Abandonné un mois durant aux démons de la guerre, le Liban-Sud est aujourd’hui livré à lui-même et à ses montagnes de destructions. Les quelques discours de consolation auxquels les habitants ont eu droit au lendemain du cessez-le feu et les promesses d’aide à la reconstruction se sont volatilisées.
Dans certains villages phare de la région, le spectacle semble tiré d’un film apocalyptique. Tel est le cas notamment de Bint Jbeil, ville-symbole, où les ruelles, devenues impraticables, dégagent une odeur de puanteur insupportable, qui ne semble pas toutefois déranger la majeure partie des habitants qui se sont obstinés à réintégrer leurs ruines.

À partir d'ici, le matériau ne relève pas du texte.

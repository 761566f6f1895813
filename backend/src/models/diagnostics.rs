use serde::{Deserialize, Serialize};
use std::collections::BTreeMap;
use std::fmt;

/// Why a source row was left out of the computation.
#[derive(Debug, Clone, Copy, PartialEq, Eq, PartialOrd, Ord, Hash, Serialize, Deserialize)]
#[serde(rename_all = "snake_case")]
pub enum SkipReason {
    /// The row names a different city than the one requested.
    CityMismatch,
    /// Demand row without a timestamp value.
    MissingTimestamp,
    /// Demand row whose timestamp could not be parsed.
    InvalidTimestamp,
    /// Demand value is not a non-negative number.
    InvalidDemand,
    /// Rider row without a start or end value.
    MissingBound,
    /// Rider row whose start or end could not be parsed.
    InvalidBound,
    /// Rider row with `end <= start`.
    EmptyInterval,
}

impl SkipReason {
    pub fn as_str(&self) -> &'static str {
        match self {
            SkipReason::CityMismatch => "city_mismatch",
            SkipReason::MissingTimestamp => "missing_timestamp",
            SkipReason::InvalidTimestamp => "invalid_timestamp",
            SkipReason::InvalidDemand => "invalid_demand",
            SkipReason::MissingBound => "missing_bound",
            SkipReason::InvalidBound => "invalid_bound",
            SkipReason::EmptyInterval => "empty_interval",
        }
    }
}

impl fmt::Display for SkipReason {
    fn fmt(&self, f: &mut fmt::Formatter<'_>) -> fmt::Result {
        f.write_str(self.as_str())
    }
}

/// Outcome of evaluating one source row.
pub type RowOutcome<T> = Result<T, SkipReason>;

/// Row counters for one ingested table.
#[derive(Debug, Clone, Default, PartialEq, Eq, Serialize, Deserialize)]
pub struct IngestStats {
    pub rows_read: usize,
    pub rows_accepted: usize,
    pub skipped: BTreeMap<SkipReason, usize>,
}

impl IngestStats {
    /// Count one row outcome.
    pub fn record<T>(&mut self, outcome: &RowOutcome<T>) {
        self.rows_read += 1;
        match outcome {
            Ok(_) => self.rows_accepted += 1,
            Err(reason) => *self.skipped.entry(*reason).or_insert(0) += 1,
        }
    }

    pub fn skipped_total(&self) -> usize {
        self.skipped.values().sum()
    }

    pub fn skipped_for(&self, reason: SkipReason) -> usize {
        self.skipped.get(&reason).copied().unwrap_or(0)
    }
}

/// Ingestion counters for both input tables.
#[derive(Debug, Clone, Default, PartialEq, Eq, Serialize, Deserialize)]
pub struct IngestDiagnostics {
    pub demand: IngestStats,
    pub riders: IngestStats,
}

Derrière une montagne de remblais qui laisse deviner la présence, dans un passé récent, de ce qui fut le cœur de la ville, un couple sexagénaire est accroupi sur les marches de ce qui ressemblait à leur ancienne demeure.

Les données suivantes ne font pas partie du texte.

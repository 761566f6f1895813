//! Row extraction from uploaded tables.
//!
//! Both input tables go through the same extractor; the caller declares the
//! buffer's format. Delimited text is decoded leniently and never fails on bad
//! bytes. Spreadsheets are opened with calamine and fail as a whole when the
//! workbook structure cannot be read.

use calamine::{open_workbook_auto_from_rs, Data, DataType, Reader};
use log::debug;
use serde::{Deserialize, Serialize};
use std::borrow::Cow;
use std::fmt;
use std::io::Cursor;
use std::str::FromStr;

use crate::error::{CoverageError, CoverageResult};
use crate::models::{CellValue, RawRow};

/// Declared layout of an input buffer.
#[derive(Debug, Clone, Copy, Default, PartialEq, Eq, Hash, Serialize, Deserialize)]
#[serde(rename_all = "lowercase")]
pub enum SourceFormat {
    /// Comma/tab/semicolon separated text with a header line.
    #[default]
    Delimited,
    /// Workbook (xlsx, xlsm, xlsb, xls, ods); the first sheet is read.
    Spreadsheet,
}

impl SourceFormat {
    /// Infer the format from a file name extension.
    pub fn from_file_name(file_name: &str) -> Option<Self> {
        let (_, ext) = file_name.rsplit_once('.')?;
        match ext.to_ascii_lowercase().as_str() {
            "csv" | "txt" | "tsv" => Some(Self::Delimited),
            "xlsx" | "xlsm" | "xlsb" | "xls" | "ods" => Some(Self::Spreadsheet),
            _ => None,
        }
    }

    pub fn as_str(&self) -> &'static str {
        match self {
            Self::Delimited => "delimited",
            Self::Spreadsheet => "spreadsheet",
        }
    }
}

impl FromStr for SourceFormat {
    type Err = String;

    fn from_str(s: &str) -> Result<Self, Self::Err> {
        match s.trim().to_lowercase().as_str() {
            "delimited" | "csv" | "text" => Ok(Self::Delimited),
            "spreadsheet" | "xlsx" | "xls" | "excel" => Ok(Self::Spreadsheet),
            _ => Err(format!("Unknown source format: {}", s)),
        }
    }
}

impl fmt::Display for SourceFormat {
    fn fmt(&self, f: &mut fmt::Formatter<'_>) -> fmt::Result {
        f.write_str(self.as_str())
    }
}

/// Extract header-keyed rows from a buffer.
///
/// The first row is the header. An input without data rows yields an empty
/// vector. The only failure is a buffer that is not a readable instance of
/// `format`, reported as [`CoverageError::MalformedInput`].
pub fn extract_rows(
    bytes: &[u8],
    source_name: &str,
    format: SourceFormat,
) -> CoverageResult<Vec<RawRow>> {
    let rows = match format {
        SourceFormat::Delimited => read_delimited(bytes, source_name)?,
        SourceFormat::Spreadsheet => read_spreadsheet(bytes, source_name)?,
    };
    debug!(
        "Extracted {} rows from '{}' ({})",
        rows.len(),
        source_name,
        format
    );
    Ok(rows)
}

/// Decode text, honouring a UTF-8 or UTF-16 byte-order mark.
///
/// Invalid sequences become U+FFFD.
fn decode_text(bytes: &[u8]) -> Cow<'_, str> {
    match bytes {
        [0xEF, 0xBB, 0xBF, rest @ ..] => String::from_utf8_lossy(rest),
        [0xFF, 0xFE, rest @ ..] => Cow::Owned(decode_utf16(rest, u16::from_le_bytes)),
        [0xFE, 0xFF, rest @ ..] => Cow::Owned(decode_utf16(rest, u16::from_be_bytes)),
        _ => String::from_utf8_lossy(bytes),
    }
}

fn decode_utf16(bytes: &[u8], to_unit: fn([u8; 2]) -> u16) -> String {
    let units: Vec<u16> = bytes
        .chunks_exact(2)
        .map(|pair| to_unit([pair[0], pair[1]]))
        .collect();
    String::from_utf16_lossy(&units)
}

/// Pick the field separator from the header line.
fn sniff_delimiter(text: &str) -> u8 {
    let header = text.lines().next().unwrap_or("");
    if header.contains(',') {
        b','
    } else if header.contains('\t') {
        b'\t'
    } else if header.contains(';') {
        b';'
    } else {
        b','
    }
}

fn read_delimited(bytes: &[u8], source_name: &str) -> CoverageResult<Vec<RawRow>> {
    let text = decode_text(bytes);
    let mut reader = csv::ReaderBuilder::new()
        .has_headers(true)
        .flexible(true)
        .delimiter(sniff_delimiter(&text))
        .from_reader(text.as_bytes());

    let headers: Vec<String> = reader
        .headers()
        .map_err(|e| CoverageError::malformed(source_name, SourceFormat::Delimited, e.to_string()))?
        .iter()
        .map(str::to_string)
        .collect();

    if headers.is_empty() {
        return Ok(Vec::new());
    }

    let mut rows = Vec::new();
    for (idx, record) in reader.records().enumerate() {
        let record = record.map_err(|e| {
            CoverageError::malformed(
                source_name,
                SourceFormat::Delimited,
                format!("record {}: {}", idx + 1, e),
            )
        })?;

        // Blank line
        if record.len() <= 1 && record.iter().all(str::is_empty) {
            continue;
        }

        let cells = record.iter().map(CellValue::from);
        rows.push(zip_row(&headers, cells));
    }

    Ok(rows)
}

fn read_spreadsheet(bytes: &[u8], source_name: &str) -> CoverageResult<Vec<RawRow>> {
    let malformed =
        |message: String| CoverageError::malformed(source_name, SourceFormat::Spreadsheet, message);

    let mut workbook =
        open_workbook_auto_from_rs(Cursor::new(bytes)).map_err(|e| malformed(e.to_string()))?;

    let range = workbook
        .worksheet_range_at(0)
        .ok_or_else(|| malformed("workbook contains no worksheets".to_string()))?
        .map_err(|e| malformed(e.to_string()))?;

    // The range begins at the first used cell, not at column A.
    let first_column = range.start().map_or(0, |(_, col)| col as usize);

    let mut sheet_rows = range.rows();
    let Some(header_cells) = sheet_rows.next() else {
        return Ok(Vec::new());
    };

    let headers: Vec<String> = header_cells
        .iter()
        .enumerate()
        .map(|(idx, cell)| header_name(first_column + idx, cell))
        .collect();

    Ok(sheet_rows
        .map(|cells| zip_row(&headers, cells.iter().map(convert_cell)))
        .collect())
}

/// Header text for a spreadsheet column; blank cells get `column_<n>`,
/// where `n` is the 1-based sheet column (A is 1).
fn header_name(sheet_column: usize, cell: &Data) -> String {
    let text = convert_cell(cell).as_text().into_owned();
    if text.trim().is_empty() {
        format!("column_{}", sheet_column + 1)
    } else {
        text
    }
}

fn convert_cell(cell: &Data) -> CellValue {
    match cell {
        Data::Empty => CellValue::empty(),
        Data::String(s) => CellValue::Text(s.clone()),
        Data::Int(i) => CellValue::Int(*i),
        Data::Float(f) => CellValue::Float(*f),
        Data::Bool(b) => CellValue::Bool(*b),
        Data::DateTime(_) | Data::DateTimeIso(_) => cell
            .as_datetime()
            .map(CellValue::DateTime)
            .unwrap_or_else(|| CellValue::Text(cell.to_string())),
        Data::DurationIso(s) => CellValue::Text(s.clone()),
        Data::Error(e) => CellValue::Text(e.to_string()),
    }
}

/// Pair values with header names by position.
///
/// Missing trailing values become empty text and surplus values are dropped,
/// so every row carries exactly the header's keys. A repeated header name
/// keeps its first position and its last value.
fn zip_row<I>(headers: &[String], cells: I) -> RawRow
where
    I: IntoIterator<Item = CellValue>,
{
    let mut cells = cells.into_iter();
    let mut row = RawRow::with_capacity(headers.len());
    for name in headers {
        let value = cells.next().unwrap_or_default();
        row.insert(name.clone(), value);
    }
    row
}

#[cfg(test)]
mod tests {
    use super::*;

    fn text(row: &RawRow, key: &str) -> String {
        row.get(key).map(|c| c.as_text().into_owned()).unwrap_or_default()
    }

    #[test]
    fn test_format_from_str() {
        assert_eq!("csv".parse::<SourceFormat>().unwrap(), SourceFormat::Delimited);
        assert_eq!("Delimited".parse::<SourceFormat>().unwrap(), SourceFormat::Delimited);
        assert_eq!("xlsx".parse::<SourceFormat>().unwrap(), SourceFormat::Spreadsheet);
        assert_eq!(" excel ".parse::<SourceFormat>().unwrap(), SourceFormat::Spreadsheet);
        assert!("parquet".parse::<SourceFormat>().is_err());
    }

    #[test]
    fn test_format_from_file_name() {
        assert_eq!(SourceFormat::from_file_name("demand.CSV"), Some(SourceFormat::Delimited));
        assert_eq!(SourceFormat::from_file_name("riders.xlsx"), Some(SourceFormat::Spreadsheet));
        assert_eq!(SourceFormat::from_file_name("riders.ods"), Some(SourceFormat::Spreadsheet));
        assert_eq!(SourceFormat::from_file_name("riders"), None);
        assert_eq!(SourceFormat::from_file_name("riders.json"), None);
    }

    #[test]
    fn test_delimited_basic() {
        let csv = "city,timestamp,demand\nMAD,2024-01-01T10:00,5\nBCN,2024-01-01T10:00,3\n";
        let rows = extract_rows(csv.as_bytes(), "demand.csv", SourceFormat::Delimited).unwrap();
        assert_eq!(rows.len(), 2);
        assert_eq!(text(&rows[0], "city"), "MAD");
        assert_eq!(text(&rows[1], "demand"), "3");
        let keys: Vec<&String> = rows[0].keys().collect();
        assert_eq!(keys, vec!["city", "timestamp", "demand"]);
    }

    #[test]
    fn test_delimited_header_only_is_empty() {
        let rows = extract_rows(b"city,timestamp,demand\n", "d.csv", SourceFormat::Delimited).unwrap();
        assert!(rows.is_empty());
    }

    #[test]
    fn test_delimited_empty_buffer_is_empty() {
        let rows = extract_rows(b"", "d.csv", SourceFormat::Delimited).unwrap();
        assert!(rows.is_empty());
    }

    #[test]
    fn test_delimited_invalid_utf8_is_replaced() {
        let mut bytes = b"city,demand\nMA".to_vec();
        bytes.push(0xFF);
        bytes.extend_from_slice(b"D,5\nBCN,3\n");
        let rows = extract_rows(&bytes, "d.csv", SourceFormat::Delimited).unwrap();
        assert_eq!(rows.len(), 2);
        assert_eq!(text(&rows[0], "city"), "MA\u{FFFD}D");
        assert_eq!(text(&rows[1], "city"), "BCN");
    }

    #[test]
    fn test_delimited_strips_utf8_bom() {
        let mut bytes = vec![0xEF, 0xBB, 0xBF];
        bytes.extend_from_slice(b"city,demand\nMAD,5\n");
        let rows = extract_rows(&bytes, "d.csv", SourceFormat::Delimited).unwrap();
        assert_eq!(text(&rows[0], "city"), "MAD");
    }

    #[test]
    fn test_delimited_utf16_le() {
        let mut bytes = vec![0xFF, 0xFE];
        for unit in "city,demand\nMAD,5\n".encode_utf16() {
            bytes.extend_from_slice(&unit.to_le_bytes());
        }
        let rows = extract_rows(&bytes, "d.csv", SourceFormat::Delimited).unwrap();
        assert_eq!(rows.len(), 1);
        assert_eq!(text(&rows[0], "demand"), "5");
    }

    #[test]
    fn test_delimited_short_and_long_rows() {
        let csv = "a,b,c\n1\n1,2,3,4\n";
        let rows = extract_rows(csv.as_bytes(), "t.csv", SourceFormat::Delimited).unwrap();
        assert_eq!(rows.len(), 2);
        assert_eq!(rows[0].len(), 3);
        assert!(rows[0]["c"].is_empty());
        assert_eq!(rows[1].len(), 3);
        assert_eq!(text(&rows[1], "c"), "3");
    }

    #[test]
    fn test_delimited_tab_separated() {
        let tsv = "rider_id\tstart\tend\n7\t2024-01-01 09:00\t2024-01-01 10:00\n";
        let rows = extract_rows(tsv.as_bytes(), "r.tsv", SourceFormat::Delimited).unwrap();
        assert_eq!(text(&rows[0], "start"), "2024-01-01 09:00");
    }

    #[test]
    fn test_delimited_duplicate_header_last_value_wins() {
        let csv = "city,demand,city\nMAD,5,BCN\n";
        let rows = extract_rows(csv.as_bytes(), "d.csv", SourceFormat::Delimited).unwrap();
        assert_eq!(rows[0].len(), 2);
        assert_eq!(rows[0].get_index(0).map(|(k, _)| k.as_str()), Some("city"));
        assert_eq!(text(&rows[0], "city"), "BCN");
    }

    #[test]
    fn test_delimited_values_are_not_trimmed() {
        let csv = "city , demand\n MAD ,5\n";
        let rows = extract_rows(csv.as_bytes(), "d.csv", SourceFormat::Delimited).unwrap();
        assert_eq!(text(&rows[0], "city "), " MAD ");
    }

    #[test]
    fn test_spreadsheet_garbage_is_malformed() {
        let err = extract_rows(b"definitely not a workbook", "riders.xlsx", SourceFormat::Spreadsheet)
            .unwrap_err();
        match err {
            CoverageError::MalformedInput {
                source_name,
                format,
                ..
            } => {
                assert_eq!(source_name, "riders.xlsx");
                assert_eq!(format, SourceFormat::Spreadsheet);
            }
            other => panic!("unexpected error: {:?}", other),
        }
    }

    #[test]
    fn test_convert_cell_empty_is_placeholder() {
        assert!(convert_cell(&Data::Empty).is_empty());
        assert_eq!(convert_cell(&Data::Int(4)), CellValue::Int(4));
        assert_eq!(convert_cell(&Data::String("x".into())), CellValue::from("x"));
    }

    #[test]
    fn test_header_name_placeholder() {
        assert_eq!(header_name(0, &Data::Empty), "column_1");
        assert_eq!(header_name(3, &Data::String("  ".into())), "column_4");
        assert_eq!(header_name(1, &Data::String("city".into())), "city");
    }

    #[test]
    fn test_zip_row_pads() {
        let headers = vec!["a".to_string(), "b".to_string()];
        let row = zip_row(&headers, vec![CellValue::Int(1)]);
        assert_eq!(row["a"], CellValue::Int(1));
        assert!(row["b"].is_empty());
    }
}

Hiba et son mari Abou Ali étaient parmi les premiers à vouloir retourner « chez eux », dans un appartement de deux pièces, désormais perforé de part et d’autre. Dans la cuisine illuminée par le trou béant creusé par l’une des multiples bombes qui ont atteint le quartier, la vieille s’empresse de préparer le café et le thé, comme au bon vieux temps. L’hospitalité sudiste ne connaît par les conjonctures ni les ennuis logistiques auxquels font face ses habitants. Sans eau, sans électricité, sans toit au sens propre du terme, le couple n’en a cure de ces détails du quotidien, devenus insignifiants devant les récits de mort.
Hiba, qui semble avoir de la peine à verser le café, nous montre ses mains balafrées et perforées par les remblais qu’elle avait elle-même déblayés. Elles portent les stigmates de l’épreuve à laquelle elle s’est livrée pour pouvoir dégager l’entrée de sa demeure.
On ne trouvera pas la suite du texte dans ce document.